What happens when a bone is bruised?
Bone is made of different kinds of tissue. The periosteum is a thin layer of tissue that covers most of a bone. Where bones come together, there is usually a layer of cartilage at the edges. The bone here is called subchondral bone. Deep inside the bone is an area called the medulla. It contains the bone marrow and fibrous tissue called trabeculae.
With a bone fracture, all of the trabeculae in a region of bone have broken. But with a bone bruise, an injury only damages some of these trabeculae. An injury might cause blood to build up in the area beneath the periosteum. This causes a subperiosteal hematoma, a type of bone bruise. An injury might also cause bleeding and swelling in the area between your cartilage and the bone beneath it. This causes a subchondral bone bruise. Or bleeding and swelling can occur in the medulla of your bone. This is called an intraosseous bone bruise.

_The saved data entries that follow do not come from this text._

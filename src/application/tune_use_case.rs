// ============================================================
// Layer 2 — TuneUseCase
// ============================================================
// Orchestrates the full fine-tuning pipeline in order:
//
//   Step 1: Load and clean CSV rows       (Layer 4 - data)
//   Step 2: Encode labels                 (Layer 3 - domain)
//   Step 3: Seeded train/validation split (Layer 4 - data)
//   Step 4: Tokenizer: pretrained or built from corpus (Layer 6)
//   Step 5: Model config + datasets       (Layer 5 / 4)
//   Step 6: Save run config               (Layer 6 - infra)
//   Step 7: Hyperparameter search         (Layer 5 - ml)
//   Step 8: Save the best model artifact  (Layer 5 / 6)
//
// Reference: Burn Book §5 (Training)

use std::{path::PathBuf, sync::Arc};

use anyhow::{bail, Context, Result};
use burn::{backend::{Autodiff, Wgpu}, tensor::backend::AutodiffBackend};
use serde::{Deserialize, Serialize};

use crate::data::{
    cleaner::TextCleaner,
    dataset::{ClfDataset, SequenceEncoder},
    loader::CsvLoader,
    splitter::split_train_val,
};
use crate::domain::example::{LabeledText, Task};
use crate::domain::hyperparams::SearchSpace;
use crate::domain::traits::DatasetSource;
use crate::infra::{
    checkpoint::ArtifactStore,
    metrics::TrialLogger,
    tokenizer_store::TokenizerStore,
};
use crate::ml::{
    model::{ClassifierConfig, TextEncoderConfig},
    objective::FineTuneObjective,
    predictor::Predictor,
    tuner::{BestTrial, MedianPruner, TrialRecord, Tuner, TunerConfig},
};

pub const TUNE_CONFIG_FILE: &str = "tune_config.json";

// ─── Tuning Configuration ────────────────────────────────────────────────────
// Everything a run needs. Saved next to the artifact so a run
// can be reproduced.
#[derive(Debug, Clone, Serialize, Deserialize)]
pub struct TuneConfig {
    pub data_path:    String,
    pub task:         Task,
    /// Defaults to the task's standard column names
    pub text_column:  Option<String>,
    pub label_column: Option<String>,
    pub limit:        Option<usize>,
    pub output_dir:   String,
    /// Directory of a saved artifact to start every trial from
    pub pretrained:   Option<String>,
    pub max_length:   usize,
    pub vocab_size:   usize,
    pub val_fraction: f64,
    pub seed:         u64,
    pub n_trials:     usize,
    pub epochs:       usize,
    pub batch_sizes:  Vec<usize>,
    pub lr_low:       f64,
    pub lr_high:      f64,
    pub n_startup_trials: usize,
    pub n_warmup_epochs:  usize,
    pub d_model:      usize,
    pub num_heads:    usize,
    pub num_layers:   usize,
    pub d_ff:         usize,
    pub dropout:      f64,
}

impl Default for TuneConfig {
    fn default() -> Self {
        Self {
            data_path:    "data/reviews.csv".to_string(),
            task:         Task::Sentiment,
            text_column:  None,
            label_column: None,
            limit:        None,
            output_dir:   "artifacts".to_string(),
            pretrained:   None,
            max_length:   128,
            vocab_size:   20_000,
            val_fraction: 0.2,
            seed:         42,
            n_trials:     10,
            epochs:       3,
            batch_sizes:  vec![8, 16, 32],
            lr_low:       1e-5,
            lr_high:      5e-5,
            n_startup_trials: 2,
            n_warmup_epochs:  1,
            d_model:      256,
            num_heads:    4,
            num_layers:   4,
            d_ff:         1024,
            dropout:      0.1,
        }
    }
}

/// What a finished run reports back to the CLI.
#[derive(Debug, Clone)]
pub struct TuneSummary {
    pub history:  Vec<TrialRecord>,
    pub best:     Option<BestTrial>,
    /// Where the best model was saved, if any trial completed
    pub artifact: Option<PathBuf>,
}

// ─── TuneUseCase ──────────────────────────────────────────────────────────────
pub struct TuneUseCase {
    config: TuneConfig,
}

impl TuneUseCase {
    pub fn new(config: TuneConfig) -> Self {
        Self { config }
    }

    /// Run on the GPU backend.
    pub fn execute(&self) -> Result<TuneSummary> {
        self.run::<Autodiff<Wgpu>>(Default::default())
    }

    pub fn run<B: AutodiffBackend>(&self, device: B::Device) -> Result<TuneSummary> {
        let cfg  = &self.config;
        let task = cfg.task;

        if !(0.0..1.0).contains(&cfg.val_fraction) || cfg.val_fraction == 0.0 {
            bail!("--val-fraction must be in (0, 1), got {}", cfg.val_fraction);
        }

        // ── Step 1: Load and clean rows ──────────────────────────────────────
        let text_column  = cfg.text_column.clone().unwrap_or_else(|| task.text_column().to_string());
        let label_column = cfg.label_column.clone().unwrap_or_else(|| task.label_column().to_string());
        tracing::info!("Loading '{}' ({} task)", cfg.data_path, task);
        let rows = CsvLoader::new(&cfg.data_path, text_column, label_column)
            .with_limit(cfg.limit)
            .with_cleaner(TextCleaner::new())
            .load_all()
            .with_context(|| format!("cannot load dataset '{}'", cfg.data_path))?;
        tracing::info!("Loaded {} rows", rows.len());

        // ── Step 2: Encode labels ────────────────────────────────────────────
        let samples = rows
            .into_iter()
            .map(|row| {
                let label = task.encode_label(&row.label)?;
                Ok(LabeledText { text: row.text, label })
            })
            .collect::<crate::domain::error::Result<Vec<_>>>()?;

        // ── Step 3: Split ────────────────────────────────────────────────────
        let (train, valid) = split_train_val(samples, 1.0 - cfg.val_fraction, cfg.seed);
        if train.is_empty() || valid.is_empty() {
            bail!(
                "split produced {} train / {} validation examples; need at least one of each",
                train.len(),
                valid.len()
            );
        }
        tracing::info!("Split: {} train, {} validation", train.len(), valid.len());

        // ── Step 4: Tokenizer ────────────────────────────────────────────────
        let (tokenizer, pretrained_encoder) = match &cfg.pretrained {
            Some(dir) => {
                tracing::info!("Using pretrained encoder from '{dir}'");
                let manifest  = ArtifactStore::new(dir).load_manifest()?;
                let tokenizer = TokenizerStore::new(dir).load()?;
                (tokenizer, Some(manifest.model.encoder))
            }
            None => {
                let texts: Vec<String> = train.iter().map(|s| s.text.clone()).collect();
                let tokenizer = TokenizerStore::new(&cfg.output_dir).build_and_save(&texts, cfg.vocab_size)?;
                (tokenizer, None)
            }
        };
        let encoder = SequenceEncoder::new(Arc::new(tokenizer), cfg.max_length)?;

        // ── Step 5: Model config + datasets ──────────────────────────────────
        let encoder_config = match pretrained_encoder {
            Some(enc) => {
                if cfg.max_length > enc.max_seq_len {
                    bail!(
                        "max length {} exceeds the pretrained encoder's {} positions",
                        cfg.max_length,
                        enc.max_seq_len
                    );
                }
                enc
            }
            None => TextEncoderConfig::new(encoder.vocab_size(), cfg.max_length)
                .with_d_model(cfg.d_model)
                .with_num_heads(cfg.num_heads)
                .with_num_layers(cfg.num_layers)
                .with_d_ff(cfg.d_ff)
                .with_dropout(cfg.dropout),
        };
        let model_config = ClassifierConfig::new(encoder_config, task.num_classes()).with_dropout(cfg.dropout);

        let train_ds = ClfDataset::new(train, encoder.clone());
        let valid_ds = ClfDataset::new(valid, encoder.clone());
        tracing::info!("Train class counts: {:?}", train_ds.class_counts(task.num_classes()));

        // ── Step 6: Save run config ──────────────────────────────────────────
        let store = ArtifactStore::new(&cfg.output_dir);
        store.save_config(TUNE_CONFIG_FILE, cfg)?;

        // ── Step 7: Search ───────────────────────────────────────────────────
        let space  = SearchSpace::new(cfg.batch_sizes.clone(), cfg.lr_low, cfg.lr_high)?;
        let pruner = MedianPruner::new(cfg.n_startup_trials, cfg.n_warmup_epochs);
        let tuner_config = TunerConfig { n_trials: cfg.n_trials, epochs_per_trial: cfg.epochs, seed: cfg.seed };

        let mut objective = FineTuneObjective::<B>::new(train_ds, valid_ds, model_config.clone(), cfg.epochs, device.clone())
            .with_seed(cfg.seed);
        if let Some(dir) = &cfg.pretrained {
            objective = objective.with_pretrained(dir);
        }

        let mut logger = TrialLogger::new(&cfg.output_dir)?;
        let outcome    = Tuner::new(tuner_config, space, pruner)?.run(&mut objective, &mut logger)?;
        logger.write_history(&outcome.history)?;

        // ── Step 8: Save best model ──────────────────────────────────────────
        let artifact = match (outcome.best, outcome.best_state) {
            (Some(best), Some(model)) => {
                tracing::info!(
                    "Best trial {} (epoch {}): acc={:.4}, batch_size={}, lr={:.3e}",
                    best.trial + 1, best.epoch + 1, best.value, best.draw.batch_size, best.draw.learning_rate
                );
                let mut predictor = Predictor::<B::InnerBackend>::new(task, encoder, model_config, device);
                predictor.promote(model);
                predictor.save(&cfg.output_dir)?;
                Some(store.dir().to_path_buf())
            }
            _ => {
                tracing::warn!("Every trial was pruned; no model saved");
                None
            }
        };

        Ok(TuneSummary { history: outcome.history, best: outcome.best, artifact })
    }
}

What causes a bone bruise?
Injury of any kind can cause a bone bruise. Sports injuries, motor vehicle accidents, or falls from a height can cause them. Twisting injuries that cause joint sprains can also cause a bone bruise. Health conditions like arthritis may also lead to a bone bruise. This is because arthritis causes bone surfaces to grind against each other. Child abuse is another cause of bone bruises.
Symptoms of a bone bruise
Symptoms of a bone bruise can include:
Pain and soreness in the injured area
Swelling in the area and soft tissues around it
Change in color of the injured area
Swelling or stiffness of an injured joint
This pain is often more severe and lasts longer than a soft tissue injury. How severe your symptoms are and how long they last depends on how severe the bone bruise is.
Diagnosing a bone bruise
Your healthcare provider will ask you about your medical history and symptoms. He or she will ask how you got your injury. Your provider will examine the injured area to check for pain, bruising, and swelling. After the exam, your health care provider may be able to tell if you have a bone bruise.
A bone bruise doesn’t show up on an X-ray. But you may be given an X-ray to rule out a bone fracture. A fracture may need a different kind of treatment. An MRI can confirm a bone bruise. But your healthcare provider will likely only give you an MRI if your symptoms don’t get better.